__Records provided__
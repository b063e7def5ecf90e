//! URL and path handling for PDF Harvester
//!
//! This module turns topics and document URLs into filesystem-safe names, and
//! provides the small URL helpers shared by the search and crawl paths.

mod sanitize;

pub use sanitize::{ensure_pdf_suffix, sanitize_segment, topic_folder_name, TOPIC_FOLDER_MAX_LEN};

use tracing::debug;
use url::Url;

/// Extension that marks a link as a candidate document
pub const DOCUMENT_EXTENSION: &str = ".pdf";

/// Returns true if the link ends with the document extension (case-insensitive)
pub fn has_document_extension(link: &str) -> bool {
    link.to_ascii_lowercase().ends_with(DOCUMENT_EXTENSION)
}

/// Resolves an href found on `page_url`
///
/// Hrefs that already start with `http` are parsed as-is. Anything else is
/// resolved against the page's origin (scheme, host and port), not its full path.
///
/// # Returns
///
/// * `Some(Url)` - The absolute HTTP(S) URL
/// * `None` - The href could not be resolved, or resolved to another scheme
pub fn resolve_against_origin(href: &str, page_url: &Url) -> Option<Url> {
    let resolved = if href.starts_with("http") {
        Url::parse(href).ok()?
    } else {
        let origin = Url::parse(&page_url.origin().ascii_serialization()).ok()?;
        origin.join(href).ok()?
    };

    if resolved.scheme() == "http" || resolved.scheme() == "https" {
        Some(resolved)
    } else {
        None
    }
}

/// Extracts the last path segment of a URL, without query or fragment
///
/// The segment is percent-decoded, so `my%20paper.pdf` and a raw
/// `my paper.pdf` both come back as `my paper.pdf`. Returns `None` when the
/// path ends in `/` or the URL has no path.
pub fn last_path_segment(link: &str) -> Option<String> {
    let segment = match Url::parse(link) {
        Ok(url) => url
            .path_segments()
            .and_then(|mut segments| segments.next_back())
            .map(str::to_string),
        Err(_) => link
            .rsplit('/')
            .next()
            .and_then(|s| s.split(['?', '#']).next())
            .map(str::to_string),
    };

    segment.filter(|s| !s.is_empty()).map(|raw| {
        match urlencoding::decode(&raw) {
            Ok(decoded) => decoded.into_owned(),
            Err(e) => {
                debug!(segment = %raw, error = %e, "URL decoding failed, using raw segment");
                raw
            }
        }
    })
}

/// Derives the stored filename for a document URL
///
/// Uses the sanitized last path segment with a `.pdf` suffix. When that leaves
/// nothing usable, falls back to a timestamp-based name.
pub fn filename_for_url(link: &str) -> String {
    let name = last_path_segment(link)
        .map(|segment| sanitize_segment(&segment, None))
        .unwrap_or_default();

    if name.is_empty() {
        fallback_filename()
    } else {
        ensure_pdf_suffix(&name)
    }
}

/// Timestamp-based filename used when a URL yields no name
pub fn fallback_filename() -> String {
    format!("file-{}.pdf", chrono::Utc::now().timestamp_millis())
}
//! Development workflows for justified-layout, run as `cargo xtask <task>`.
//!
//! - `test-all run` - Clean pending insta snapshots, then run the workspace tests
//! - `test-all clean` - Remove pending insta snapshots
//! - `test-all status` - List pending insta snapshots
//!
//! Tasks run from the workspace root regardless of where cargo was invoked.

use std::path::{Path, PathBuf};

use anyhow::{Context, Result};
use clap::{Parser, Subcommand};

mod test_all;

#[derive(Parser)]
#[command(name = "xtask", about = "Development tasks for justified-layout")]
struct Cli {
    #[command(subcommand)]
    task: Task,
}

#[derive(Subcommand)]
enum Task {
    /// Run the workspace tests and manage pending snapshots
    TestAll {
        #[command(subcommand)]
        action: test_all::Action,
    },
}

/// The workspace root is the parent of the xtask package.
fn workspace_root() -> Result<PathBuf> {
    Path::new(env!("CARGO_MANIFEST_DIR"))
        .parent()
        .map(Path::to_path_buf)
        .context("xtask must live inside the workspace")
}

fn main() -> Result<()> {
    let cli = Cli::parse();

    let root = workspace_root()?;
    std::env::set_current_dir(&root)
        .with_context(|| format!("failed to enter workspace root {}", root.display()))?;

    match cli.task {
        Task::TestAll { action } => test_all::run(action),
    }
}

__Assigned task__
Every line of the listing should be repeated exactly.

__Response to the exercise__
repository b063e7def5ecf90e
//! URL and path handling for PDF Harvester
//!
//! This module turns topics and document URLs into filesystem-safe names, and
//! provides the small URL helpers shared by the search and crawl paths.

mod sanitize;

pub use sanitize::{ensure_pdf_suffix, sanitize_segment, topic_folder_name, TOPIC_FOLDER_MAX_LEN};

use tracing::debug;
use url::Url;

/// Extension that marks a link as a candidate document
pub const DOCUMENT_EXTENSION: &str = ".pdf";

/// Returns true if the link ends with the document extension (case-insensitive)
pub fn has_document_extension(link: &str) -> bool {
    link.to_ascii_lowercase().ends_with(DOCUMENT_EXTENSION)
}

/// Resolves an href found on `page_url`
///
/// Hrefs that already start with `http` are parsed as-is. Anything else is
/// resolved against the page's origin (scheme, host and port), not its full path.
///
/// # Returns
///
/// * `Some(Url)` - The absolute HTTP(S) URL
/// * `None` - The href could not be resolved, or resolved to another scheme
pub fn resolve_against_origin(href: &str, page_url: &Url) -> Option<Url> {
    let resolved = if href.starts_with("http") {
        Url::parse(href).ok()?
    } else {
        let origin = Url::parse(&page_url.origin().ascii_serialization()).ok()?;
        origin.join(href).ok()?
    };

    if resolved.scheme() == "http" || resolved.scheme() == "https" {
        Some(resolved)
    } else {
        None
    }
}

/// Extracts the last path segment of a URL, without query or fragment
///
/// The segment is percent-decoded, so `my%20paper.pdf` and a raw
/// `my paper.pdf` both come back as `my paper.pdf`. Returns `None` when the
/// path ends in `/` or the URL has no path.
pub fn last_path_segment(link: &str) -> Option<String> {
    let segment = match Url::parse(link) {
        Ok(url) => url
            .path_segments()
            .and_then(|mut segments| segments.next_back())
            .map(str::to_string),
        Err(_) => link
            .rsplit('/')
            .next()
            .and_then(|s| s.split(['?', '#']).next())
            .map(str::to_string),
    };

    segment.filter(|s| !s.is_empty()).map(|raw| {
        match urlencoding::decode(&raw) {
            Ok(decoded) => decoded.into_owned(),
            Err(e) => {
                debug!(segment = %raw, error = %e, "URL decoding failed, using raw segment");
                raw
            }
        }
    })
}

/// Derives the stored filename for a document URL
///
/// Uses the sanitized last path segment with a `.pdf` suffix. When that leaves
/// nothing usable, falls back to a timestamp-based name.
pub fn filename_for_url(link: &str) -> String {
    let name = last_path_segment(link)
        .map(|segment| sanitize_segment(&segment, None))
        .unwrap_or_default();

    if name.is_empty() {
        fallback_filename()
    } else {
        ensure_pdf_suffix(&name)
    }
}

/// Timestamp-based filename used when a URL yields no name
pub fn fallback_filename() -> String {
    format!("file-{}.pdf", chrono::Utc::now().timestamp_millis())
}
//! Development workflows for justified-layout, run as `cargo xtask <task>`.
//!
//! - `test-all run` - Clean pending insta snapshots, then run the workspace tests
//! - `test-all clean` - Remove pending insta snapshots
//! - `test-all status` - List pending insta snapshots
//!
//! Tasks run from the workspace root regardless of where cargo was invoked.

use std::path::{Path, PathBuf};

use anyhow::{Context, Result};
use clap::{Parser, Subcommand};

mod test_all;

#[derive(Parser)]
#[command(name = "xtask", about = "Development tasks for justified-layout")]
struct Cli {
    #[command(subcommand)]
    task: Task,
}

#[derive(Subcommand)]
enum Task {
    /// Run the workspace tests and manage pending snapshots
    TestAll {
        #[command(subcommand)]
        action: test_all::Action,
    },
}

/// The workspace root is the parent of the xtask package.
fn workspace_root() -> Result<PathBuf> {
    Path::new(env!("CARGO_MANIFEST_DIR"))
        .parent()
        .map(Path::to_path_buf)
        .context("xtask must live inside the workspace")
}

fn main() -> Result<()> {
    let cli = Cli::parse();

    let root = workspace_root()?;
    std::env::set_current_dir(&root)
        .with_context(|| format!("failed to enter workspace root {}", root.display()))?;

    match cli.task {
        Task::TestAll { action } => test_all::run(action),
    }
}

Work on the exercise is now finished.